**ASSIGNMENT:**
Repeat the full listing exactly.

── SUPPLIED RECORDS ──

//! Camera-height level-of-detail policy for labels.
//!
//! Two sets of thresholds live here. [`DeclutterConfig`] drives the boolean
//! gates of the decluttering pass (city enable height, city caps, grid sizes).
//! [`DistanceCues`] is what a renderer applies on top of a visible label:
//! size, fade and a display-distance window, each interpolated between two
//! anchors. The two must agree; see [`DeclutterConfig::check_cues`].

use crate::error::ConfigError;
use crate::labels::entity::LabelKind;

/// Thresholds for one decluttering pass. Heights in meters, sizes in pixels.
#[derive(Clone, Copy, Debug, PartialEq)]
pub struct DeclutterConfig {
    /// Above this camera height no city label is shown.
    pub city_enable_height_m: f64,
    /// At or below this height the near (larger) city cap applies.
    pub city_soft_height_m: f64,
    pub max_city_near: usize,
    pub max_city_far: usize,
    /// Side of a city collision cell.
    pub city_grid_px: f64,
    /// Side of a country collision cell.
    pub country_grid_px: f64,
    /// Margin around the canvas still treated as on-screen.
    pub viewport_padding_px: f64,
}

impl Default for DeclutterConfig {
    fn default() -> Self {
        Self {
            city_enable_height_m: 6.0e6,
            city_soft_height_m: 3.0e6,
            max_city_near: 60,
            max_city_far: 25,
            city_grid_px: 70.0,
            country_grid_px: 140.0,
            viewport_padding_px: 30.0,
        }
    }
}

impl DeclutterConfig {
    /// Cities are gated off entirely above the enable height.
    #[inline]
    pub fn city_enabled(&self, camera_height: f64) -> bool {
        camera_height <= self.city_enable_height_m
    }

    /// Hard cap on visible cities at this camera height.
    #[inline]
    pub fn city_cap(&self, camera_height: f64) -> usize {
        if camera_height <= self.city_soft_height_m {
            self.max_city_near
        } else {
            self.max_city_far
        }
    }

    /// Collision cell side for a kind.
    #[inline]
    pub fn grid_px(&self, kind: LabelKind) -> f64 {
        match kind {
            LabelKind::Country => self.country_grid_px,
            LabelKind::City => self.city_grid_px,
        }
    }

    pub fn validate(&self) -> Result<(), ConfigError> {
        for (name, value) in [
            ("city_grid_px", self.city_grid_px),
            ("country_grid_px", self.country_grid_px),
            ("city_enable_height_m", self.city_enable_height_m),
            ("city_soft_height_m", self.city_soft_height_m),
        ] {
            if !value.is_finite() || value <= 0.0 {
                return Err(ConfigError::NotPositive { name, value });
            }
        }

        if !self.viewport_padding_px.is_finite() || self.viewport_padding_px < 0.0 {
            return Err(ConfigError::BadPadding(self.viewport_padding_px));
        }

        if self.city_soft_height_m > self.city_enable_height_m {
            return Err(ConfigError::SoftAboveEnable {
                soft: self.city_soft_height_m,
                enable: self.city_enable_height_m,
            });
        }

        Ok(())
    }

    /// Warn when the renderer's city display window would show labels from
    /// heights the pass already gates off. Returns whether the two agree.
    pub fn check_cues(&self, city: &DistanceCues) -> bool {
        let consistent = city.display.max <= self.city_enable_height_m;
        if !consistent {
            tracing::warn!(
                display_max = city.display.max,
                enable_height = self.city_enable_height_m,
                "city display window reaches past the city enable height"
            );
        }
        consistent
    }
}

/// Linear interpolation between two (distance, value) anchors, clamped outside them.
#[derive(Clone, Copy, Debug, PartialEq)]
pub struct NearFarScalar {
    pub near: f64,
    pub near_value: f64,
    pub far: f64,
    pub far_value: f64,
}

impl NearFarScalar {
    pub const fn new(near: f64, near_value: f64, far: f64, far_value: f64) -> Self {
        Self {
            near,
            near_value,
            far,
            far_value,
        }
    }

    pub fn value_at(&self, distance: f64) -> f64 {
        if self.far <= self.near {
            return if distance <= self.near {
                self.near_value
            } else {
                self.far_value
            };
        }
        let t = ((distance - self.near) / (self.far - self.near)).clamp(0.0, 1.0);
        self.near_value + (self.far_value - self.near_value) * t
    }
}

/// Camera distance band in which a label is drawn at all.
#[derive(Clone, Copy, Debug, PartialEq)]
pub struct DisplayWindow {
    pub min: f64,
    pub max: f64,
}

impl DisplayWindow {
    pub const fn new(min: f64, max: f64) -> Self {
        Self { min, max }
    }

    #[inline]
    pub fn contains(&self, distance: f64) -> bool {
        distance >= self.min && distance <= self.max
    }
}

/// Per-kind distance styling, evaluated by the renderer.
#[derive(Clone, Copy, Debug, PartialEq)]
pub struct DistanceCues {
    pub scale: NearFarScalar,
    pub translucency: Option<NearFarScalar>,
    pub display: DisplayWindow,
}

const CITY_MAX_DISTANCE: f64 = 1.6e6;
const COUNTRY_MIN_DISTANCE: f64 = 1.6e6;
const COUNTRY_MAX_DISTANCE: f64 = 1.5e7;

impl DistanceCues {
    pub fn for_kind(kind: LabelKind) -> Self {
        match kind {
            LabelKind::Country => Self {
                scale: NearFarScalar::new(2.0e6, 1.0, 1.2e7, 0.85),
                translucency: None,
                display: DisplayWindow::new(COUNTRY_MIN_DISTANCE, COUNTRY_MAX_DISTANCE),
            },
            LabelKind::City => Self {
                scale: NearFarScalar::new(3.0e5, 1.15, 3.0e6, 0.7),
                translucency: Some(NearFarScalar::new(1.5e6, 1.0, CITY_MAX_DISTANCE, 0.0)),
                display: DisplayWindow::new(0.0, CITY_MAX_DISTANCE),
            },
        }
    }

    /// Opacity at a camera distance; 1.0 when no fade is configured.
    pub fn alpha_at(&self, distance: f64) -> f64 {
        self.translucency.map_or(1.0, |t| t.value_at(distance))
    }
}
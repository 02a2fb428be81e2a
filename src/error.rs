use std::path::PathBuf;

use thiserror::Error;

/// Failure to read or parse one label source. Fails the whole load.
#[derive(Debug, Error)]
pub enum LoadError {
    #[error("failed to read {path}: {source}")]
    Io {
        path: PathBuf,
        #[source]
        source: std::io::Error,
    },

    #[error("failed to parse GeoJSON in {path}: {source}")]
    Json {
        path: PathBuf,
        #[source]
        source: simd_json::Error,
    },

    #[error("{path} is not a GeoJSON FeatureCollection")]
    NotFeatureCollection { path: PathBuf },
}

/// Tuning values that cannot drive a decluttering pass.
#[derive(Debug, Error, PartialEq)]
pub enum ConfigError {
    #[error("{name} must be a finite number greater than zero (got {value})")]
    NotPositive { name: &'static str, value: f64 },

    #[error("viewport padding must be finite and non-negative (got {0})")]
    BadPadding(f64),

    #[error("city soft height {soft} m is above the city enable height {enable} m")]
    SoftAboveEnable { soft: f64, enable: f64 },
}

───

**ANSWER TO THIS PROBLEM:**
//! Camera-height level-of-detail policy for labels.
//!
//! Two sets of thresholds live here. [`DeclutterConfig`] drives the boolean
//! gates of the decluttering pass (city enable height, city caps, grid sizes).
//! [`DistanceCues`] is what a renderer applies on top of a visible label:
//! size, fade and a display-distance window, each interpolated between two
//! anchors. The two must agree; see [`DeclutterConfig::check_cues`].

use crate::error::ConfigError;
use crate::labels::entity::LabelKind;

/// Thresholds for one decluttering pass. Heights in meters, sizes in pixels.
#[derive(Clone, Copy, Debug, PartialEq)]
pub struct DeclutterConfig {
    /// Above this camera height no city label is shown.
    pub city_enable_height_m: f64,
    /// At or below this height the near (larger) city cap applies.
    pub city_soft_height_m: f64,
    pub max_city_near: usize,
    pub max_city_far: usize,
    /// Side of a city collision cell.
    pub city_grid_px: f64,
    /// Side of a country collision cell.
    pub country_grid_px: f64,
    /// Margin around the canvas still treated as on-screen.
    pub viewport_padding_px: f64,
}

impl Default for DeclutterConfig {
    fn default() -> Self {
        Self {
            city_enable_height_m: 6.0e6,
            city_soft_height_m: 3.0e6,
            max_city_near: 60,
            max_city_far: 25,
            city_grid_px: 70.0,
            country_grid_px: 140.0,
            viewport_padding_px: 30.0,
        }
    }
}

impl DeclutterConfig {
    /// Cities are gated off entirely above the enable height.
    #[inline]
    pub fn city_enabled(&self, camera_height: f64) -> bool {
        camera_height <= self.city_enable_height_m
    }

    /// Hard cap on visible cities at this camera height.
    #[inline]
    pub fn city_cap(&self, camera_height: f64) -> usize {
        if camera_height <= self.city_soft_height_m {
            self.max_city_near
        } else {
            self.max_city_far
        }
    }

    /// Collision cell side for a kind.
    #[inline]
    pub fn grid_px(&self, kind: LabelKind) -> f64 {
        match kind {
            LabelKind::Country => self.country_grid_px,
            LabelKind::City => self.city_grid_px,
        }
    }

    pub fn validate(&self) -> Result<(), ConfigError> {
        for (name, value) in [
            ("city_grid_px", self.city_grid_px),
            ("country_grid_px", self.country_grid_px),
            ("city_enable_height_m", self.city_enable_height_m),
            ("city_soft_height_m", self.city_soft_height_m),
        ] {
            if !value.is_finite() || value <= 0.0 {
                return Err(ConfigError::NotPositive { name, value });
            }
        }

        if !self.viewport_padding_px.is_finite() || self.viewport_padding_px < 0.0 {
            return Err(ConfigError::BadPadding(self.viewport_padding_px));
        }

        if self.city_soft_height_m > self.city_enable_height_m {
            return Err(ConfigError::SoftAboveEnable {
                soft: self.city_soft_height_m,
                enable: self.city_enable_height_m,
            });
        }

        Ok(())
    }

    /// Warn when the renderer's city display window would show labels from
    /// heights the pass already gates off. Returns whether the two agree.
    pub fn check_cues(&self, city: &DistanceCues) -> bool {
        let consistent = city.display.max <= self.city_enable_height_m;
        if !consistent {
            tracing::warn!(
                display_max = city.display.max,
                enable_height = self.city_enable_height_m,
                "city display window reaches past the city enable height"
            );
        }
        consistent
    }
}

/// Linear interpolation between two (distance, value) anchors, clamped outside them.
#[derive(Clone, Copy, Debug, PartialEq)]
pub struct NearFarScalar {
    pub near: f64,
    pub near_value: f64,
    pub far: f64,
    pub far_value: f64,
}

impl NearFarScalar {
    pub const fn new(near: f64, near_value: f64, far: f64, far_value: f64) -> Self {
        Self {
            near,
            near_value,
            far,
            far_value,
        }
    }

    pub fn value_at(&self, distance: f64) -> f64 {
        if self.far <= self.near {
            return if distance <= self.near {
                self.near_value
            } else {
                self.far_value
            };
        }
        let t = ((distance - self.near) / (self.far - self.near)).clamp(0.0, 1.0);
        self.near_value + (self.far_value - self.near_value) * t
    }
}

/// Camera distance band in which a label is drawn at all.
#[derive(Clone, Copy, Debug, PartialEq)]
pub struct DisplayWindow {
    pub min: f64,
    pub max: f64,
}

impl DisplayWindow {
    pub const fn new(min: f64, max: f64) -> Self {
        Self { min, max }
    }

    #[inline]
    pub fn contains(&self, distance: f64) -> bool {
        distance >= self.min && distance <= self.max
    }
}

/// Per-kind distance styling, evaluated by the renderer.
#[derive(Clone, Copy, Debug, PartialEq)]
pub struct DistanceCues {
    pub scale: NearFarScalar,
    pub translucency: Option<NearFarScalar>,
    pub display: DisplayWindow,
}

const CITY_MAX_DISTANCE: f64 = 1.6e6;
const COUNTRY_MIN_DISTANCE: f64 = 1.6e6;
const COUNTRY_MAX_DISTANCE: f64 = 1.5e7;

impl DistanceCues {
    pub fn for_kind(kind: LabelKind) -> Self {
        match kind {
            LabelKind::Country => Self {
                scale: NearFarScalar::new(2.0e6, 1.0, 1.2e7, 0.85),
                translucency: None,
                display: DisplayWindow::new(COUNTRY_MIN_DISTANCE, COUNTRY_MAX_DISTANCE),
            },
            LabelKind::City => Self {
                scale: NearFarScalar::new(3.0e5, 1.15, 3.0e6, 0.7),
                translucency: Some(NearFarScalar::new(1.5e6, 1.0, CITY_MAX_DISTANCE, 0.0)),
                display: DisplayWindow::new(0.0, CITY_MAX_DISTANCE),
            },
        }
    }

    /// Opacity at a camera distance; 1.0 when no fade is configured.
    pub fn alpha_at(&self, distance: f64) -> f64 {
        self.translucency.map_or(1.0, |t| t.value_at(distance))
    }
}
repository 02a2fb428be81e2a
filename src/error.rs
use std::path::PathBuf;

use thiserror::Error;

/// Failure to read or parse one label source. Fails the whole load.
#[derive(Debug, Error)]
pub enum LoadError {
    #[error("failed to read {path}: {source}")]
    Io {
        path: PathBuf,
        #[source]
        source: std::io::Error,
    },

    #[error("failed to parse GeoJSON in {path}: {source}")]
    Json {
        path: PathBuf,
        #[source]
        source: simd_json::Error,
    },

    #[error("{path} is not a GeoJSON FeatureCollection")]
    NotFeatureCollection { path: PathBuf },
}

/// Tuning values that cannot drive a decluttering pass.
#[derive(Debug, Error, PartialEq)]
pub enum ConfigError {
    #[error("{name} must be a finite number greater than zero (got {value})")]
    NotPositive { name: &'static str, value: f64 },

    #[error("viewport padding must be finite and non-negative (got {0})")]
    BadPadding(f64),

    #[error("city soft height {soft} m is above the city enable height {enable} m")]
    SoftAboveEnable { soft: f64, enable: f64 },
}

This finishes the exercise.